**Record set**
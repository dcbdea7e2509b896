//! Test: End-to-end retrieval through the public API
//!
//! Ingests small corpora into a DocumentVectorDb and queries every engine.

use docluster::config::ClusteringConfig;
use docluster::{
    ClusteringSearchEngine, DocumentVectorDb, EngineKind, RetrievalError, Retriever,
    VectorDbEngine,
};

const ANIMALS: [&str; 3] = ["the cat sat", "the dog ran", "cats and dogs play"];

fn animals_db() -> DocumentVectorDb {
    let mut db = DocumentVectorDb::new(["the", "and"]);
    db.put_corpus(&ANIMALS).expect("corpus should ingest");
    db
}

#[test]
fn test_clustering_engine_finds_cat_document() {
    let db = animals_db();
    let mut engine = ClusteringSearchEngine::new(&db, 2).unwrap();

    let results = engine.retrieve_relevant_documents("cat", 1).unwrap();
    assert_eq!(results.len(), 1);
    assert_eq!(results[0].1, "the cat sat");

    let clusters = engine.kmeans().get_clusters();
    assert_eq!(clusters[0].get_indices(), &[0, 2]);
    assert_eq!(clusters[1].get_indices(), &[1]);
}

#[test]
fn test_results_are_bounded_and_ascending() {
    let db = animals_db();
    let config = ClusteringConfig::with_clusters(1);

    for kind in [EngineKind::Basic, EngineKind::Advanced, EngineKind::Clustering] {
        let mut engine = VectorDbEngine::from_kind(&db, kind, &config).unwrap();
        for n in [1, 2, 3, 50] {
            let results = engine.retrieve_relevant_documents("dogs play", n).unwrap();
            assert!(results.len() <= n, "{kind:?} returned too many for n={n}");
            assert!(
                results.windows(2).all(|pair| pair[0].0 <= pair[1].0),
                "{kind:?} results out of order"
            );
        }
        // A single cluster holds everything, so every engine sees the whole corpus
        let all = engine.retrieve_relevant_documents("dogs play", 50).unwrap();
        assert_eq!(all.len(), ANIMALS.len(), "{kind:?}");
        assert_eq!(all[0].1, "cats and dogs play", "{kind:?}");
    }
}

#[test]
fn test_empty_corpus_is_rejected() {
    let mut db = DocumentVectorDb::new(["the"]);
    let empty: [&str; 0] = [];
    assert!(matches!(
        db.put_corpus(&empty),
        Err(RetrievalError::InvalidArgument { .. })
    ));
    assert!(matches!(
        db.put_corpus(&["the", "42 !!"]),
        Err(RetrievalError::ComputationFailure { .. })
    ));
    assert!(db.is_empty());
}

#[test]
fn test_unusable_documents_are_dropped() {
    let mut db = DocumentVectorDb::new(["the"]);
    db.put_corpus(&["the cat sat", "the", "the dog ran"]).unwrap();

    assert_eq!(db.document_count(), 2);
    assert_eq!(
        db.get_raw_documents(None).unwrap(),
        vec!["the cat sat", "the dog ran"]
    );
    assert_eq!(
        db.get_raw_documents(Some(&[1, 0, 1][..])).unwrap(),
        vec!["the dog ran", "the cat sat"]
    );
}

#[test]
fn test_clustering_retrains_on_every_query() {
    let db = animals_db();
    let mut engine = ClusteringSearchEngine::new(&db, 2).unwrap();

    let first = engine.retrieve_relevant_documents("dog", 2).unwrap();
    let centroids: Vec<Vec<f64>> = engine
        .kmeans()
        .get_clusters()
        .iter()
        .map(|cluster| cluster.get_centroid().to_vec())
        .collect();

    let second = engine.retrieve_relevant_documents("dog", 2).unwrap();
    assert_eq!(first, second);
    for (cluster, centroid) in engine.kmeans().get_clusters().iter().zip(&centroids) {
        assert_eq!(cluster.get_centroid(), centroid.as_slice());
    }
}

#[test]
fn test_query_of_stop_words_fails() {
    let db = animals_db();
    let mut engine = VectorDbEngine::exact(&db);
    assert!(matches!(
        engine.retrieve_relevant_documents("the and", 1),
        Err(RetrievalError::ComputationFailure { .. })
    ));
    assert!(matches!(
        engine.retrieve_relevant_documents("", 1),
        Err(RetrievalError::InvalidArgument { .. })
    ));
}
//! K-means clustering over the document vector database.
//!
//! Training partitions the stored vectors into a fixed number of clusters;
//! inference then searches only the cluster nearest to a query, trading
//! recall for fewer distance computations.

mod cluster;
mod kmeans;

pub use cluster::ClusterDto;
pub use kmeans::{
    ClusterInfo, DEFAULT_CONVERGENCE_THRESHOLD, DEFAULT_MAX_ITERATIONS, KMeans, TrainingOutcome,
};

**Exercise goal**
Word for word, write out every record.

**Answer for the task**
repository dcbdea7e2509b896
//! Test: End-to-end retrieval through the public API
//!
//! Ingests small corpora into a DocumentVectorDb and queries every engine.

use docluster::config::ClusteringConfig;
use docluster::{
    ClusteringSearchEngine, DocumentVectorDb, EngineKind, RetrievalError, Retriever,
    VectorDbEngine,
};

const ANIMALS: [&str; 3] = ["the cat sat", "the dog ran", "cats and dogs play"];

fn animals_db() -> DocumentVectorDb {
    let mut db = DocumentVectorDb::new(["the", "and"]);
    db.put_corpus(&ANIMALS).expect("corpus should ingest");
    db
}

#[test]
fn test_clustering_engine_finds_cat_document() {
    let db = animals_db();
    let mut engine = ClusteringSearchEngine::new(&db, 2).unwrap();

    let results = engine.retrieve_relevant_documents("cat", 1).unwrap();
    assert_eq!(results.len(), 1);
    assert_eq!(results[0].1, "the cat sat");

    let clusters = engine.kmeans().get_clusters();
    assert_eq!(clusters[0].get_indices(), &[0, 2]);
    assert_eq!(clusters[1].get_indices(), &[1]);
}

#[test]
fn test_results_are_bounded_and_ascending() {
    let db = animals_db();
    let config = ClusteringConfig::with_clusters(1);

    for kind in [EngineKind::Basic, EngineKind::Advanced, EngineKind::Clustering] {
        let mut engine = VectorDbEngine::from_kind(&db, kind, &config).unwrap();
        for n in [1, 2, 3, 50] {
            let results = engine.retrieve_relevant_documents("dogs play", n).unwrap();
            assert!(results.len() <= n, "{kind:?} returned too many for n={n}");
            assert!(
                results.windows(2).all(|pair| pair[0].0 <= pair[1].0),
                "{kind:?} results out of order"
            );
        }
        // A single cluster holds everything, so every engine sees the whole corpus
        let all = engine.retrieve_relevant_documents("dogs play", 50).unwrap();
        assert_eq!(all.len(), ANIMALS.len(), "{kind:?}");
        assert_eq!(all[0].1, "cats and dogs play", "{kind:?}");
    }
}

#[test]
fn test_empty_corpus_is_rejected() {
    let mut db = DocumentVectorDb::new(["the"]);
    let empty: [&str; 0] = [];
    assert!(matches!(
        db.put_corpus(&empty),
        Err(RetrievalError::InvalidArgument { .. })
    ));
    assert!(matches!(
        db.put_corpus(&["the", "42 !!"]),
        Err(RetrievalError::ComputationFailure { .. })
    ));
    assert!(db.is_empty());
}

#[test]
fn test_unusable_documents_are_dropped() {
    let mut db = DocumentVectorDb::new(["the"]);
    db.put_corpus(&["the cat sat", "the", "the dog ran"]).unwrap();

    assert_eq!(db.document_count(), 2);
    assert_eq!(
        db.get_raw_documents(None).unwrap(),
        vec!["the cat sat", "the dog ran"]
    );
    assert_eq!(
        db.get_raw_documents(Some(&[1, 0, 1][..])).unwrap(),
        vec!["the dog ran", "the cat sat"]
    );
}

#[test]
fn test_clustering_retrains_on_every_query() {
    let db = animals_db();
    let mut engine = ClusteringSearchEngine::new(&db, 2).unwrap();

    let first = engine.retrieve_relevant_documents("dog", 2).unwrap();
    let centroids: Vec<Vec<f64>> = engine
        .kmeans()
        .get_clusters()
        .iter()
        .map(|cluster| cluster.get_centroid().to_vec())
        .collect();

    let second = engine.retrieve_relevant_documents("dog", 2).unwrap();
    assert_eq!(first, second);
    for (cluster, centroid) in engine.kmeans().get_clusters().iter().zip(&centroids) {
        assert_eq!(cluster.get_centroid(), centroid.as_slice());
    }
}

#[test]
fn test_query_of_stop_words_fails() {
    let db = animals_db();
    let mut engine = VectorDbEngine::exact(&db);
    assert!(matches!(
        engine.retrieve_relevant_documents("the and", 1),
        Err(RetrievalError::ComputationFailure { .. })
    ));
    assert!(matches!(
        engine.retrieve_relevant_documents("", 1),
        Err(RetrievalError::InvalidArgument { .. })
    ));
}
//! K-means clustering over the document vector database.
//!
//! Training partitions the stored vectors into a fixed number of clusters;
//! inference then searches only the cluster nearest to a query, trading
//! recall for fewer distance computations.

mod cluster;
mod kmeans;

pub use cluster::ClusterDto;
pub use kmeans::{
    ClusterInfo, DEFAULT_CONVERGENCE_THRESHOLD, DEFAULT_MAX_ITERATIONS, KMeans, TrainingOutcome,
};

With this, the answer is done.